**PROBLEM TO SOLVE**
Copy every line of the data that contains the string "cannot".

╭─ DATASET RECORDS

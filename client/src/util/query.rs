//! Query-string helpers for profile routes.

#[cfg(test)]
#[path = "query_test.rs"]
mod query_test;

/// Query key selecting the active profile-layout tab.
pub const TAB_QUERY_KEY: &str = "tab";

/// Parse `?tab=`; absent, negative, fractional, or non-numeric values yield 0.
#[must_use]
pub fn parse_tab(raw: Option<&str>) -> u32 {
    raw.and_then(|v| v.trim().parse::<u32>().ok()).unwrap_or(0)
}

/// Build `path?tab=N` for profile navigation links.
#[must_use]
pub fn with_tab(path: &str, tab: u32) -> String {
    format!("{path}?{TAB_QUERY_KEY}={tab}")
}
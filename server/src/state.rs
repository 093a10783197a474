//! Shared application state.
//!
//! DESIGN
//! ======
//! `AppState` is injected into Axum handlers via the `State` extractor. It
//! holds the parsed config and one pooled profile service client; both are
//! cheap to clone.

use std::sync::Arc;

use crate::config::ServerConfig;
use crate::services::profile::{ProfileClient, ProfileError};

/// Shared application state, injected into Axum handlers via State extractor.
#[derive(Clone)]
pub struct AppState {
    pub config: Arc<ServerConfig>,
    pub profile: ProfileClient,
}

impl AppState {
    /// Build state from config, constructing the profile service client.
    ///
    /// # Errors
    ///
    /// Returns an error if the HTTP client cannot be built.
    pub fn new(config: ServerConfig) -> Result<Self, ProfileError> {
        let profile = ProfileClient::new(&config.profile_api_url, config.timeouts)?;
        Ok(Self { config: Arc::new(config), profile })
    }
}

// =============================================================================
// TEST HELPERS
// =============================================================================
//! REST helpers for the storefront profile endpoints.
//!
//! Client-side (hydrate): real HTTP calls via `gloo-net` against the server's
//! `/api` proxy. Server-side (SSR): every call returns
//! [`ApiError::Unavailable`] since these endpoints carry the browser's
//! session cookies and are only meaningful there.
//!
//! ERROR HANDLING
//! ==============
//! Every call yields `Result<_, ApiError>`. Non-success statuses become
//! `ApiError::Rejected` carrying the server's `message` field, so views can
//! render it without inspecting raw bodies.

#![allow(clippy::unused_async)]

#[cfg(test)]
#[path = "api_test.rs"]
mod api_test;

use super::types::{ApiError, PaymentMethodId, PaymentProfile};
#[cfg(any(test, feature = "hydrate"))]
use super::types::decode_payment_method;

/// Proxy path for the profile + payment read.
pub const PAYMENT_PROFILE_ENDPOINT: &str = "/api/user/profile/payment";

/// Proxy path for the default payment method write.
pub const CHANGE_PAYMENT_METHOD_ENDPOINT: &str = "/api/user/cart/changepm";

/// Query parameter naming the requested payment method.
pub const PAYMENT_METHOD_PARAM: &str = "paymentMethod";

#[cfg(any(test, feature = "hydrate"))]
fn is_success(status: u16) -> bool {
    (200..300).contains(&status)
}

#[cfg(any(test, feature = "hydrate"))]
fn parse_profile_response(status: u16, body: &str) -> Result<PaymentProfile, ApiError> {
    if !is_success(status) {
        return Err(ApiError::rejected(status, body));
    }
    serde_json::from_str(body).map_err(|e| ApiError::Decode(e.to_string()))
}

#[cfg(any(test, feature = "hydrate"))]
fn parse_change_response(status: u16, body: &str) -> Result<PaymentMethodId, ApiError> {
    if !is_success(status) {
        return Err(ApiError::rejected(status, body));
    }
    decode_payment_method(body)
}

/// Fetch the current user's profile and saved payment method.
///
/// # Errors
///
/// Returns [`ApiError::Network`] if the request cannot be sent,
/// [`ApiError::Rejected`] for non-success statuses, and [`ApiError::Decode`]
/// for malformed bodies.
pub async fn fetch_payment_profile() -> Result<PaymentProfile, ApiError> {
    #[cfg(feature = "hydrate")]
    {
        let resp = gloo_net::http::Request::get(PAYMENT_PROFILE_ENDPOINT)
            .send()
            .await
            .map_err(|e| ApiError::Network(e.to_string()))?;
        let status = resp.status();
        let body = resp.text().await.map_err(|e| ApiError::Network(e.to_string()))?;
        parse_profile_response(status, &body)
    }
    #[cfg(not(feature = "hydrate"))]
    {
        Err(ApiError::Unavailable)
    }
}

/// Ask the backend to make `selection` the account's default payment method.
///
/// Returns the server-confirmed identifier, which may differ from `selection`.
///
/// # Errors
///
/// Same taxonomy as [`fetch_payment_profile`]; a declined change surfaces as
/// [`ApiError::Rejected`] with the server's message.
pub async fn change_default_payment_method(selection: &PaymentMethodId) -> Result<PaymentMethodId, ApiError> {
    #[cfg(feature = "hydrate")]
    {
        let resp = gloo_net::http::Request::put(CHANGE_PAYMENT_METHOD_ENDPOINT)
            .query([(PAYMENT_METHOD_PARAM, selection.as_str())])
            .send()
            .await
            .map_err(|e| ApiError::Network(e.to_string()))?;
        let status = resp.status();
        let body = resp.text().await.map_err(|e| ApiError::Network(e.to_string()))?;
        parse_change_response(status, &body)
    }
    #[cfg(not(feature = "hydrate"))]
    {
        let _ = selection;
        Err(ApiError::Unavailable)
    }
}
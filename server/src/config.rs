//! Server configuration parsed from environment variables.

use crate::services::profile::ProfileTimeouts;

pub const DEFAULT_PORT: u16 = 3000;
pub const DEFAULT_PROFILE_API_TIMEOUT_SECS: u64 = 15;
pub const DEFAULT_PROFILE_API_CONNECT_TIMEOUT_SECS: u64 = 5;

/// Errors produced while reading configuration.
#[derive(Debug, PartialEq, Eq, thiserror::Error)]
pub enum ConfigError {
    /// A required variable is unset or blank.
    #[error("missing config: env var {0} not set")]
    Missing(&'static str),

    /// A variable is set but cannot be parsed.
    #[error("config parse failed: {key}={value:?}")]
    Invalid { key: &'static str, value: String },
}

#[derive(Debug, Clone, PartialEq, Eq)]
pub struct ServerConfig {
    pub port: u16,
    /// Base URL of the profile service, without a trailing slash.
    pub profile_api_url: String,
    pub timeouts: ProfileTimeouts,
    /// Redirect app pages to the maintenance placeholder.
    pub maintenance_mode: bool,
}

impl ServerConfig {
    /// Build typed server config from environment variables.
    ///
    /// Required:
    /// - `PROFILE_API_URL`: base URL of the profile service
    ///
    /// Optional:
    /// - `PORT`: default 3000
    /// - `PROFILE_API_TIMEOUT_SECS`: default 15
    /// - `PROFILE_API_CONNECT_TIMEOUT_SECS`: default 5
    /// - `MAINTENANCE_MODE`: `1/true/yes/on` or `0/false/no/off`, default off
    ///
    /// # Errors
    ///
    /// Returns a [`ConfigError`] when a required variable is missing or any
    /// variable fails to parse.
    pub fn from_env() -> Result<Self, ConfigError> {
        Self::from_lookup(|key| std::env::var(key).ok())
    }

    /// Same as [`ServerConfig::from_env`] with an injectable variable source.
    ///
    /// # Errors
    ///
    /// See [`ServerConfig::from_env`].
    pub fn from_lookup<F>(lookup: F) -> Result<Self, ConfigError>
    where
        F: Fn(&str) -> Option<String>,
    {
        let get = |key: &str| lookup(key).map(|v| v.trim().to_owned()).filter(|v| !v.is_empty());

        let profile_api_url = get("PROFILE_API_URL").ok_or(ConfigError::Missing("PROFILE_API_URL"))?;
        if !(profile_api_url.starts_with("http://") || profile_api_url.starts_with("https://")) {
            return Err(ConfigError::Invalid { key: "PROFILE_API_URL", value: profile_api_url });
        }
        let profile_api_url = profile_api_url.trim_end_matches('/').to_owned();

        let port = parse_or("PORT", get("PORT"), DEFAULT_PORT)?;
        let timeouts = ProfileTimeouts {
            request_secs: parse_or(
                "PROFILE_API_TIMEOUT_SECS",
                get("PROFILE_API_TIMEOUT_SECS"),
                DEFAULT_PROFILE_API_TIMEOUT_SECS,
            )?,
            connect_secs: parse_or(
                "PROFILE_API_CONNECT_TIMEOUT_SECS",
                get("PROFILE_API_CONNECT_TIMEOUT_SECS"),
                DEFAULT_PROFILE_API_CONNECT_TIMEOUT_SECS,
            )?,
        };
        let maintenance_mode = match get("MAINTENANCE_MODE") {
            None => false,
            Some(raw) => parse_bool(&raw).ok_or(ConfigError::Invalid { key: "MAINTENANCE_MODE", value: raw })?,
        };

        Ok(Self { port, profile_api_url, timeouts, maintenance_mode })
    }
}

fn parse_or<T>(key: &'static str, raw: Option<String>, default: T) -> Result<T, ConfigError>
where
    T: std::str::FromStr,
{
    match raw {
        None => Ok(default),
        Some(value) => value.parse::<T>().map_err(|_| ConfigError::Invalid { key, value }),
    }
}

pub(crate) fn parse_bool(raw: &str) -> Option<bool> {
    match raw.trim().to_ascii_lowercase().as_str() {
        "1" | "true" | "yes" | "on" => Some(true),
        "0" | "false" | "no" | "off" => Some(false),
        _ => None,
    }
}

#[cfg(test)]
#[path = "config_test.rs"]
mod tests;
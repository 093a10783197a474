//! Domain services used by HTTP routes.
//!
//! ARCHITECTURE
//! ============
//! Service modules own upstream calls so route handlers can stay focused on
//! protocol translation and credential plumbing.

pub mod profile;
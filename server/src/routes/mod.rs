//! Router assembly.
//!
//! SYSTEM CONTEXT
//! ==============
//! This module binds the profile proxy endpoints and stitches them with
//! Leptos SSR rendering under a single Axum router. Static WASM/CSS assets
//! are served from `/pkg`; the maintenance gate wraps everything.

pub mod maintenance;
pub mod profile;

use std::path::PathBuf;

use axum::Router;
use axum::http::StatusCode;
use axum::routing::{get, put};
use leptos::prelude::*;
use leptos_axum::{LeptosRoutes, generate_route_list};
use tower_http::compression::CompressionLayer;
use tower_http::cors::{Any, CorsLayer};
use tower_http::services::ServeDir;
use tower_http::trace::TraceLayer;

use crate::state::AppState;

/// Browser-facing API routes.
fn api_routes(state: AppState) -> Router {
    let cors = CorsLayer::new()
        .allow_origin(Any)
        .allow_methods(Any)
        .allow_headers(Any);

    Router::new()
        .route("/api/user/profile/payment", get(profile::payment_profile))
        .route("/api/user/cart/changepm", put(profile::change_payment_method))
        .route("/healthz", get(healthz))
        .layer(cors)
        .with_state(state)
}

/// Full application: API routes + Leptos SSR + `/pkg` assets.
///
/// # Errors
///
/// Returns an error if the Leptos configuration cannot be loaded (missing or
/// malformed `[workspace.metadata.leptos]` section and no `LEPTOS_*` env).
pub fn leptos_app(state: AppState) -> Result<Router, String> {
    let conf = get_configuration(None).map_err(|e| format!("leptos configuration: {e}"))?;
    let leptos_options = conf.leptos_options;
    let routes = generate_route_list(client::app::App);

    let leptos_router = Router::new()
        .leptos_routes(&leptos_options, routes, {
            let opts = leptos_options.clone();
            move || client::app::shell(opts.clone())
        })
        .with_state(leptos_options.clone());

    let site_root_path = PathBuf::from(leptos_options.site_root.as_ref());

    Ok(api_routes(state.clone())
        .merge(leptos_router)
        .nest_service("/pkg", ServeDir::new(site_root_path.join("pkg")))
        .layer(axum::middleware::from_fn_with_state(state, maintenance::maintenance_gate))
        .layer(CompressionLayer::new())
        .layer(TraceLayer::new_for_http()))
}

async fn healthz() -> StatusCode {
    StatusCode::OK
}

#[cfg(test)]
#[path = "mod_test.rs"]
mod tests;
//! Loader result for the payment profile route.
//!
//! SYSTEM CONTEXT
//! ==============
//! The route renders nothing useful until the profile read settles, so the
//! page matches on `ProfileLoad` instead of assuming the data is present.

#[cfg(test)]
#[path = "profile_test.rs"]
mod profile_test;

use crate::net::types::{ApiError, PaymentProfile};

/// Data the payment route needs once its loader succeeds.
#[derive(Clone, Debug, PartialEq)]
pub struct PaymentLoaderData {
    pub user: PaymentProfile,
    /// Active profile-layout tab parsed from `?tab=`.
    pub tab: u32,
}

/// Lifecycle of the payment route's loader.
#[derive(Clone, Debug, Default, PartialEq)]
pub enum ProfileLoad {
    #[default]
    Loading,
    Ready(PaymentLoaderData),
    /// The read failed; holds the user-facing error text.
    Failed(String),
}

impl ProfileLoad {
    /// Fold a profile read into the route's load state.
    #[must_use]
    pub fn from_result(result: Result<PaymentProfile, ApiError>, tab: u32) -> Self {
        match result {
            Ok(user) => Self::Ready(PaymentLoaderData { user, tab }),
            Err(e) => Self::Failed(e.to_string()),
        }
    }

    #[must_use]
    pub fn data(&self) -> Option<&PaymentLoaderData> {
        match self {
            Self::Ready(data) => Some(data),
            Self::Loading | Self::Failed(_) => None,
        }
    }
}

╰─
╭─ DATASET RECORDS

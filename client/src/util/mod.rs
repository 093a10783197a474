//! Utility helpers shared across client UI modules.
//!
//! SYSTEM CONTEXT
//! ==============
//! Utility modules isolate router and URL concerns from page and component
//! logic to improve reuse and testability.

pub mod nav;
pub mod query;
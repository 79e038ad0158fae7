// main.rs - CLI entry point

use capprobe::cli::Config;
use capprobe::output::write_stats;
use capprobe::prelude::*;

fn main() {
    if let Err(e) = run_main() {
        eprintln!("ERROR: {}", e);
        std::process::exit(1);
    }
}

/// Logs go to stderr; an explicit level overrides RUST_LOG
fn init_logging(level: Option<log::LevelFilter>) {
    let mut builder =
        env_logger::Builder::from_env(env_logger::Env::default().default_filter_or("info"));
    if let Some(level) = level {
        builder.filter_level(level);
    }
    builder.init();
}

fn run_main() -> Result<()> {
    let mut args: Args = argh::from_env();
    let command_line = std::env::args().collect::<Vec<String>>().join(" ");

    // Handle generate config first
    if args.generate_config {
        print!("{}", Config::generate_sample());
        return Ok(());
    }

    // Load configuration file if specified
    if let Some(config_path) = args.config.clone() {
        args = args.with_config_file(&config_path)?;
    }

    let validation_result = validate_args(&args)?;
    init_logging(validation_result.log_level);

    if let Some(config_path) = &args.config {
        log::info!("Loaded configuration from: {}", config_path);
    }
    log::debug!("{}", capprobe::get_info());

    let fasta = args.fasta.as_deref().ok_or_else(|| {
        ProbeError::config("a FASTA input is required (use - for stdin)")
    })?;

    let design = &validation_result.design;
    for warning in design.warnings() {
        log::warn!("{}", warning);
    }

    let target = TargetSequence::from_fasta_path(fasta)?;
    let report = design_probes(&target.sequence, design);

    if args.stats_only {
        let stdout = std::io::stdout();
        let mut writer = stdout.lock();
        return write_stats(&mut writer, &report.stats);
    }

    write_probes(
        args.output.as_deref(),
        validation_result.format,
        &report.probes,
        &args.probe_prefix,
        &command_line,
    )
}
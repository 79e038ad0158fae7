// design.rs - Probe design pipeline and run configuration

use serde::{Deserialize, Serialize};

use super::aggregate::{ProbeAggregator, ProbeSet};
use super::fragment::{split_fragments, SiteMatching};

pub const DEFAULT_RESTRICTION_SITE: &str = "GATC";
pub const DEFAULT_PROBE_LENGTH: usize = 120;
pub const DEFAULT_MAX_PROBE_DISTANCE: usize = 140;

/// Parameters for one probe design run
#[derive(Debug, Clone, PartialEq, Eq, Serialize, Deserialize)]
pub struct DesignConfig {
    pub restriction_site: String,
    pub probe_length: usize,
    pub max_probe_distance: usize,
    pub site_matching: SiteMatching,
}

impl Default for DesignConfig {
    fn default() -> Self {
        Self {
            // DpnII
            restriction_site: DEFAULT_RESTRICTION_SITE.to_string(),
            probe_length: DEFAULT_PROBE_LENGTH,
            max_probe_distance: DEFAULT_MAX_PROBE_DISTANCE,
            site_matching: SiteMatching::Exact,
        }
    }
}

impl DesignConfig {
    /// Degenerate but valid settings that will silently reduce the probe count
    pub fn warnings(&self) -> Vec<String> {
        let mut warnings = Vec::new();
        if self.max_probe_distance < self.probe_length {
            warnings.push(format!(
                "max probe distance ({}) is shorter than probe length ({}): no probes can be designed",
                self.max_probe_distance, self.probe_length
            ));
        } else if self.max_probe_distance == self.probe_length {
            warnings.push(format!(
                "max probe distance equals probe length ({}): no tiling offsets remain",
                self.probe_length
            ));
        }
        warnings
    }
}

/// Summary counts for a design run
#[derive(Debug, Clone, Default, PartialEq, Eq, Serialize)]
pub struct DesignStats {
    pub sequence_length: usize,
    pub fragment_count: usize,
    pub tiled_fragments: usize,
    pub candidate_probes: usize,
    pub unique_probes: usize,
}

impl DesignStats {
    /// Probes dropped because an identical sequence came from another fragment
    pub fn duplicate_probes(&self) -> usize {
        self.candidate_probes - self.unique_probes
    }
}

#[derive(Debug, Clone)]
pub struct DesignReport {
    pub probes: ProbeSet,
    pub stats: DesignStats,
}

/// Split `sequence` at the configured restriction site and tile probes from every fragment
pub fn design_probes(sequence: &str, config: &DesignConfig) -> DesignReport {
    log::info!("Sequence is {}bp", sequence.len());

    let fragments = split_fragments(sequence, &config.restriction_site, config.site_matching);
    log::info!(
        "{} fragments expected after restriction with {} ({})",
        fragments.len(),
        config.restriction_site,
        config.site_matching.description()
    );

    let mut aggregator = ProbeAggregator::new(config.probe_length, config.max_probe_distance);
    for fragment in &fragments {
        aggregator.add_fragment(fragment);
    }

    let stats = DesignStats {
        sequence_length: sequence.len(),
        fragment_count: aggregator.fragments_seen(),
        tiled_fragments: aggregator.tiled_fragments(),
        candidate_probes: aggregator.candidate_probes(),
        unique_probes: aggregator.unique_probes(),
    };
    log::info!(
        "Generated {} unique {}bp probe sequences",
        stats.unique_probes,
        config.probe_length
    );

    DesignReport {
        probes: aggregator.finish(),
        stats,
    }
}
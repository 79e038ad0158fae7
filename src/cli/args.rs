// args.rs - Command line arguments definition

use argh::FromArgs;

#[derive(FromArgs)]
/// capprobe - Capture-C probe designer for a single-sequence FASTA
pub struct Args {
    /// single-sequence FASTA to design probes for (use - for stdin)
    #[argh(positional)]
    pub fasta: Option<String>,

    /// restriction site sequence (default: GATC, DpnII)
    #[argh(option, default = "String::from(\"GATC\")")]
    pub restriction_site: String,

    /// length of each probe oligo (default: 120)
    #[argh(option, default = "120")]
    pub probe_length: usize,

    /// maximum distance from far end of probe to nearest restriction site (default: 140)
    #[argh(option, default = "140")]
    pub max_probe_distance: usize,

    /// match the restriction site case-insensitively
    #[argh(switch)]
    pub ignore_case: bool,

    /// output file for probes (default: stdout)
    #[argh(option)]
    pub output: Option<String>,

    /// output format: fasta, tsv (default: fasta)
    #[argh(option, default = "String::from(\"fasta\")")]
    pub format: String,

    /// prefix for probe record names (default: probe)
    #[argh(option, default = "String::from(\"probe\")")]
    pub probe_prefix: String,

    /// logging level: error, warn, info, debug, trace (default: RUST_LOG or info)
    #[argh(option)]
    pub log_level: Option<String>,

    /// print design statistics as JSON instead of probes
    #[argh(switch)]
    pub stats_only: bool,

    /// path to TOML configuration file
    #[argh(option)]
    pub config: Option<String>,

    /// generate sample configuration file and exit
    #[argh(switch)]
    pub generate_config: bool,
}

╰─

**REPLY TO THE TASK**
    /// Returns an error if the HTTP client cannot be built.
/// Returns [`ApiError::Network`] if the request cannot be sent,
    /// A variable is set but cannot be parsed.
/// Returns an error if the Leptos configuration cannot be loaded (missing or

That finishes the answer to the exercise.